• TRY IT:
Using the listing below, extract each line that has the word "HttpError" in it.
==================================================
use thiserror::Error;

use super::{ConfigError, HttpError};

#[derive(Debug, Error)]
pub enum AppError {
    #[error("I/O error: {source}")]
    Io {
        #[from]
        source: std::io::Error,
    },
    #[error("CLI error: {source}")]
    Clap {
        #[from]
        source: clap::Error,
    },
    #[error("JSON error: {source}")]
    Json {
        #[from]
        source: serde_json::Error,
    },
    #[error("TOML error: {source}")]
    Toml {
        #[from]
        source: toml::de::Error,
    },
    #[error("HTTP client error: {source}")]
    Reqwest {
        #[from]
        source: reqwest::Error,
    },
    #[error("Join error: {source}")]
    Join {
        #[from]
        source: tokio::task::JoinError,
    },
    #[error("Configuration error: {0}")]
    Config(#[from] ConfigError),
    #[error("HTTP error: {0}")]
    Http(#[from] HttpError),
}

pub type AppResult<T> = Result<T, AppError>;

impl AppError {
    pub fn config<E>(error: E) -> Self
    where
        E: Into<ConfigError>,
    {
        error.into().into()
    }

    pub fn http<E>(error: E) -> Self
    where
        E: Into<HttpError>,
    {
        error.into().into()
    }
}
==================================================
• FINAL ANSWER:
use super::{ConfigError, HttpError};
    Http(#[from] HttpError),
        E: Into<HttpError>,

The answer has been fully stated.